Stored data

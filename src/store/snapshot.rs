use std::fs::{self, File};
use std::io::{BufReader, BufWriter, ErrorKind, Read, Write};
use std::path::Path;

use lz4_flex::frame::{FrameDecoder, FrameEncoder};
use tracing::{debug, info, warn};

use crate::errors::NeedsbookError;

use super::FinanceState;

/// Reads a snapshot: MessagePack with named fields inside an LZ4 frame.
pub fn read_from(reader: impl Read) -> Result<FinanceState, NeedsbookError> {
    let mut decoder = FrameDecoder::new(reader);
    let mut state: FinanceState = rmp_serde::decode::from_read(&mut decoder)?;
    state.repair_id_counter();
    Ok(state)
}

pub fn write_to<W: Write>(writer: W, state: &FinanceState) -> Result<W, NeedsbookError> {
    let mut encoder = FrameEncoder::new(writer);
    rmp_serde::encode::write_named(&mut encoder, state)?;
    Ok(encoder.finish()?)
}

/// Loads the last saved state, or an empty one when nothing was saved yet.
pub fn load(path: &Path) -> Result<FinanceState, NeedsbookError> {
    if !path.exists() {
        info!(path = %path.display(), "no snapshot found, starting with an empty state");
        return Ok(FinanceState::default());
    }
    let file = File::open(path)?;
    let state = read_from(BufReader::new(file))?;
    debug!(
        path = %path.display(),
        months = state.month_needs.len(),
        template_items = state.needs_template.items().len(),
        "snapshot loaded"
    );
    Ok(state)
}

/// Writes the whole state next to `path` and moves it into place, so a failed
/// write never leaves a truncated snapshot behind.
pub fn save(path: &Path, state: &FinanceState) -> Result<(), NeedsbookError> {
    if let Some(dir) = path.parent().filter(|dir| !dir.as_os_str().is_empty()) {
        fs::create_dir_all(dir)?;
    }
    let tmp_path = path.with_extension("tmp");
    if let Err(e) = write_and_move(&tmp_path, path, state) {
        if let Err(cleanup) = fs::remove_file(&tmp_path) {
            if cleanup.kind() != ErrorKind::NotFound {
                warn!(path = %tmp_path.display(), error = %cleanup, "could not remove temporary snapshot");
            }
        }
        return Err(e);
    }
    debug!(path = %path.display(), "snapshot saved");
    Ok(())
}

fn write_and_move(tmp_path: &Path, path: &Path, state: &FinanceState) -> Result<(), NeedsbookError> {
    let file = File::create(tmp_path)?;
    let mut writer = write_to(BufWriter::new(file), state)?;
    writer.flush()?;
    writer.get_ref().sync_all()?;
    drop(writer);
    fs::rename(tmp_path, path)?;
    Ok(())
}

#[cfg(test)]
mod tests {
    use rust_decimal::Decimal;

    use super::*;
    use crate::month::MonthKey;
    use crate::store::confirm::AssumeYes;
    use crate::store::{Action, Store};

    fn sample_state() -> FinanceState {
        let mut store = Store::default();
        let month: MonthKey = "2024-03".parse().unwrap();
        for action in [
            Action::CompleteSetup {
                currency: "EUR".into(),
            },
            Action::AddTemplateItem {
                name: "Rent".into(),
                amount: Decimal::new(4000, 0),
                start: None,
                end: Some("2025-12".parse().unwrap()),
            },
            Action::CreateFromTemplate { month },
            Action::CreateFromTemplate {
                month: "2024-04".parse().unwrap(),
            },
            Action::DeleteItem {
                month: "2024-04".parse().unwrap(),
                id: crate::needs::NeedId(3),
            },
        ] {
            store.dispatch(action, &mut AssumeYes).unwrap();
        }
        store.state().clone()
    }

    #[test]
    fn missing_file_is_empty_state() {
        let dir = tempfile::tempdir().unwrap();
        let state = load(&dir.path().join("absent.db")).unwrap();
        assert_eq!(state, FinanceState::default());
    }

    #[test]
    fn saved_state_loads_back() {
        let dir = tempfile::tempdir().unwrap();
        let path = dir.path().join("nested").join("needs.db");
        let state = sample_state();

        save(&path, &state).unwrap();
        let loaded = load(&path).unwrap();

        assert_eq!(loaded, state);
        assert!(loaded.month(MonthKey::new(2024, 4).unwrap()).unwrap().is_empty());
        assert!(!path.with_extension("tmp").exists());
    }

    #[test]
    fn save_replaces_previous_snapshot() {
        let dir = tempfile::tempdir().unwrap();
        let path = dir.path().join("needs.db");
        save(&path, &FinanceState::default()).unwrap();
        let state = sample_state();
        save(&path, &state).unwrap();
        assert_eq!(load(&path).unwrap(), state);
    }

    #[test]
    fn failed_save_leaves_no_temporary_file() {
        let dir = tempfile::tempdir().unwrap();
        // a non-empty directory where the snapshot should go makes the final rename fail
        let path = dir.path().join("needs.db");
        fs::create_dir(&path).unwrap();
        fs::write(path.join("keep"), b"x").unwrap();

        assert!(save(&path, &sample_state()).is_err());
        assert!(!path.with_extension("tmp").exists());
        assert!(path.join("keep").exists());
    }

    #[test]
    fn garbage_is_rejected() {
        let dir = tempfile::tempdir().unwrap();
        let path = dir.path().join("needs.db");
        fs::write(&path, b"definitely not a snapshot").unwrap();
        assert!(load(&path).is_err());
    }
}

WHAT IS BEING ASKED:
Repeat each entry exactly as it was given.

TASK OUTPUT:
filename src/store/snapshot.rs
use std::fs::{self, File};
use std::io::{BufReader, BufWriter, ErrorKind, Read, Write};
use std::path::Path;

use lz4_flex::frame::{FrameDecoder, FrameEncoder};
use tracing::{debug, info, warn};

use crate::errors::NeedsbookError;

use super::FinanceState;

/// Reads a snapshot: MessagePack with named fields inside an LZ4 frame.
pub fn read_from(reader: impl Read) -> Result<FinanceState, NeedsbookError> {
    let mut decoder = FrameDecoder::new(reader);
    let mut state: FinanceState = rmp_serde::decode::from_read(&mut decoder)?;
    state.repair_id_counter();
    Ok(state)
}

pub fn write_to<W: Write>(writer: W, state: &FinanceState) -> Result<W, NeedsbookError> {
    let mut encoder = FrameEncoder::new(writer);
    rmp_serde::encode::write_named(&mut encoder, state)?;
    Ok(encoder.finish()?)
}

/// Loads the last saved state, or an empty one when nothing was saved yet.
pub fn load(path: &Path) -> Result<FinanceState, NeedsbookError> {
    if !path.exists() {
        info!(path = %path.display(), "no snapshot found, starting with an empty state");
        return Ok(FinanceState::default());
    }
    let file = File::open(path)?;
    let state = read_from(BufReader::new(file))?;
    debug!(
        path = %path.display(),
        months = state.month_needs.len(),
        template_items = state.needs_template.items().len(),
        "snapshot loaded"
    );
    Ok(state)
}

/// Writes the whole state next to `path` and moves it into place, so a failed
/// write never leaves a truncated snapshot behind.
pub fn save(path: &Path, state: &FinanceState) -> Result<(), NeedsbookError> {
    if let Some(dir) = path.parent().filter(|dir| !dir.as_os_str().is_empty()) {
        fs::create_dir_all(dir)?;
    }
    let tmp_path = path.with_extension("tmp");
    if let Err(e) = write_and_move(&tmp_path, path, state) {
        if let Err(cleanup) = fs::remove_file(&tmp_path) {
            if cleanup.kind() != ErrorKind::NotFound {
                warn!(path = %tmp_path.display(), error = %cleanup, "could not remove temporary snapshot");
            }
        }
        return Err(e);
    }
    debug!(path = %path.display(), "snapshot saved");
    Ok(())
}

fn write_and_move(tmp_path: &Path, path: &Path, state: &FinanceState) -> Result<(), NeedsbookError> {
    let file = File::create(tmp_path)?;
    let mut writer = write_to(BufWriter::new(file), state)?;
    writer.flush()?;
    writer.get_ref().sync_all()?;
    drop(writer);
    fs::rename(tmp_path, path)?;
    Ok(())
}

#[cfg(test)]
mod tests {
    use rust_decimal::Decimal;

    use super::*;
    use crate::month::MonthKey;
    use crate::store::confirm::AssumeYes;
    use crate::store::{Action, Store};

    fn sample_state() -> FinanceState {
        let mut store = Store::default();
        let month: MonthKey = "2024-03".parse().unwrap();
        for action in [
            Action::CompleteSetup {
                currency: "EUR".into(),
            },
            Action::AddTemplateItem {
                name: "Rent".into(),
                amount: Decimal::new(4000, 0),
                start: None,
                end: Some("2025-12".parse().unwrap()),
            },
            Action::CreateFromTemplate { month },
            Action::CreateFromTemplate {
                month: "2024-04".parse().unwrap(),
            },
            Action::DeleteItem {
                month: "2024-04".parse().unwrap(),
                id: crate::needs::NeedId(3),
            },
        ] {
            store.dispatch(action, &mut AssumeYes).unwrap();
        }
        store.state().clone()
    }

    #[test]
    fn missing_file_is_empty_state() {
        let dir = tempfile::tempdir().unwrap();
        let state = load(&dir.path().join("absent.db")).unwrap();
        assert_eq!(state, FinanceState::default());
    }

    #[test]
    fn saved_state_loads_back() {
        let dir = tempfile::tempdir().unwrap();
        let path = dir.path().join("nested").join("needs.db");
        let state = sample_state();

        save(&path, &state).unwrap();
        let loaded = load(&path).unwrap();

        assert_eq!(loaded, state);
        assert!(loaded.month(MonthKey::new(2024, 4).unwrap()).unwrap().is_empty());
        assert!(!path.with_extension("tmp").exists());
    }

    #[test]
    fn save_replaces_previous_snapshot() {
        let dir = tempfile::tempdir().unwrap();
        let path = dir.path().join("needs.db");
        save(&path, &FinanceState::default()).unwrap();
        let state = sample_state();
        save(&path, &state).unwrap();
        assert_eq!(load(&path).unwrap(), state);
    }

    #[test]
    fn failed_save_leaves_no_temporary_file() {
        let dir = tempfile::tempdir().unwrap();
        // a non-empty directory where the snapshot should go makes the final rename fail
        let path = dir.path().join("needs.db");
        fs::create_dir(&path).unwrap();
        fs::write(path.join("keep"), b"x").unwrap();

        assert!(save(&path, &sample_state()).is_err());
        assert!(!path.with_extension("tmp").exists());
        assert!(path.join("keep").exists());
    }

    #[test]
    fn garbage_is_rejected() {
        let dir = tempfile::tempdir().unwrap();
        let path = dir.path().join("needs.db");
        fs::write(&path, b"definitely not a snapshot").unwrap();
        assert!(load(&path).is_err());
    }
}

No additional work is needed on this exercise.